Please give back only the lines below from the one containing "end of the medium." to the one containing "impl<S: SectorSource +", each repeated word for word, both ends included.

%%

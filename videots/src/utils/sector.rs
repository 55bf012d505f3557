//! Sector-granular access to a disc image or block device.

use std::io::{self, Read, Seek, SeekFrom};

use anyhow::{Result, bail};
use log::trace;

use crate::utils::errors::SectorError;

/// Logical block size of DVD media.
pub const SECTOR_SIZE: usize = 2048;

pub type Sector = [u8; SECTOR_SIZE];

/// Source of 2048-byte logical blocks addressed from the start of the medium.
pub trait SectorSource {
    /// Reads block `lba` into `buf`.
    ///
    /// Returns `Ok(false)` when `lba` lies past the end of the medium.
    fn read_sector(&mut self, lba: u64, buf: &mut Sector) -> Result<bool>;
}

impl<S: SectorSource + ?Sized> SectorSource for &mut S {
    fn read_sector(&mut self, lba: u64, buf: &mut Sector) -> Result<bool> {
        (**self).read_sector(lba, buf)
    }
}

/// Adapts any seekable byte stream (image file, `Cursor`) to [`SectorSource`].
#[derive(Debug)]
pub struct ImageSource<R: Read + Seek> {
    inner: R,
}

impl<R: Read + Seek> ImageSource<R> {
    pub fn new(inner: R) -> Self {
        Self { inner }
    }

    pub fn into_inner(self) -> R {
        self.inner
    }
}

impl<R: Read + Seek> SectorSource for ImageSource<R> {
    fn read_sector(&mut self, lba: u64, buf: &mut Sector) -> Result<bool> {
        let Some(offset) = lba.checked_mul(SECTOR_SIZE as u64) else {
            bail!(SectorError::OffsetOverflow {
                base: lba,
                offset: SECTOR_SIZE as u64
            });
        };

        self.inner.seek(SeekFrom::Start(offset))?;

        let mut read = 0;
        while read < SECTOR_SIZE {
            match self.inner.read(&mut buf[read..]) {
                Ok(0) => break,
                Ok(n) => read += n,
                Err(e) if e.kind() == io::ErrorKind::Interrupted => continue,
                Err(e) => return Err(e.into()),
            }
        }

        trace!("read sector {lba}: {read} bytes");

        match read {
            0 => Ok(false),
            SECTOR_SIZE => Ok(true),
            _ => bail!(SectorError::ShortRead { sector: lba, read }),
        }
    }
}
//! Playback time stamps
//!
//! Program chains and cells carry their duration as four BCD bytes:
//! hours, minutes, seconds, then frames with the frame rate in the top
//! two bits.

use std::fmt::{Display, Formatter};

use crate::utils::errors::IfoError;

/// Duration in hours, minutes, seconds and frames.
#[derive(Debug, Clone, Copy, Default, PartialEq, Eq)]
pub struct PlaybackTime {
    pub hours: u8,
    pub minutes: u8,
    pub seconds: u8,
    pub frames: u8,
    pub frame_rate: FrameRate,
}

impl Display for PlaybackTime {
    fn fmt(&self, f: &mut Formatter<'_>) -> std::fmt::Result {
        write!(
            f,
            "{:02}:{:02}:{:02}.{:02} @ {} fps",
            self.hours, self.minutes, self.seconds, self.frames, self.frame_rate
        )
    }
}

impl PlaybackTime {
    pub fn from_raw(raw: u32) -> Result<Self, IfoError> {
        let [h, m, s, f] = raw.to_be_bytes();
        let bcd = |v: u8| Self::parse_bcd8(v).ok_or(IfoError::InvalidBcdDigit(raw));

        Ok(Self {
            hours: bcd(h)?,
            minutes: bcd(m)?,
            seconds: bcd(s)?,
            frames: bcd(f & 0x3F)?,
            frame_rate: (f >> 6).into(),
        })
    }

    pub fn parse_bcd8(value: u8) -> Option<u8> {
        let hi = value >> 4;
        let lo = value & 0xF;

        if hi > 9 || lo > 9 {
            return None;
        }

        Some(10 * hi + lo)
    }

    /// Duration in seconds, frames included when the rate is known.
    pub fn as_secs_f64(&self) -> f64 {
        let whole = self.hours as f64 * 3600.0 + self.minutes as f64 * 60.0 + self.seconds as f64;
        match self.frame_rate.fps() {
            Some(fps) => whole + self.frames as f64 / fps,
            None => whole,
        }
    }
}

/// Frame rate code of a [`PlaybackTime`].
#[derive(Debug, Clone, Copy, Default, PartialEq, Eq)]
pub enum FrameRate {
    #[default]
    Illegal,
    R25,
    R29_97,
    Reserved(u8),
}

impl FrameRate {
    pub fn fps(self) -> Option<f64> {
        match self {
            FrameRate::R25 => Some(25.0),
            FrameRate::R29_97 => Some(30000.0 / 1001.0),
            FrameRate::Illegal | FrameRate::Reserved(_) => None,
        }
    }
}

impl From<u8> for FrameRate {
    fn from(value: u8) -> Self {
        match value {
            0 => Self::Illegal,
            1 => Self::R25,
            3 => Self::R29_97,
            _ => Self::Reserved(value),
        }
    }
}

impl Display for FrameRate {
    fn fmt(&self, f: &mut Formatter<'_>) -> std::fmt::Result {
        match self {
            FrameRate::Illegal => f.write_str("?"),
            FrameRate::R25 => f.write_str("25"),
            FrameRate::R29_97 => f.write_str("29.97"),
            FrameRate::Reserved(v) => write!(f, "Reserved({v})"),
        }
    }
}

#[test]
fn print_playback_time() {
    let time = PlaybackTime::from_raw(0x01_23_45_D2).unwrap();
    assert_eq!(
        time,
        PlaybackTime {
            hours: 1,
            minutes: 23,
            seconds: 45,
            frames: 12,
            frame_rate: FrameRate::R29_97,
        }
    );
    assert_eq!(format!("{time}"), "01:23:45.12 @ 29.97 fps");
}

#[test]
fn reject_bad_bcd() {
    assert!(matches!(
        PlaybackTime::from_raw(0x00_0A_00_40),
        Err(IfoError::InvalidBcdDigit(0x00_0A_00_40))
    ));
}

#[test]
fn pal_seconds() {
    let time = PlaybackTime::from_raw(0x00_01_00_50).unwrap();
    assert_eq!(time.frame_rate, FrameRate::R25);
    assert!((time.as_secs_f64() - 60.4).abs() < 1e-9);
}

%%

■ **RESULT FOR THIS EXERCISE**:
    /// Returns `Ok(false)` when `lba` lies past the end of the medium.
    fn read_sector(&mut self, lba: u64, buf: &mut Sector) -> Result<bool>;
}

impl<S: SectorSource + ?Sized> SectorSource for &mut S {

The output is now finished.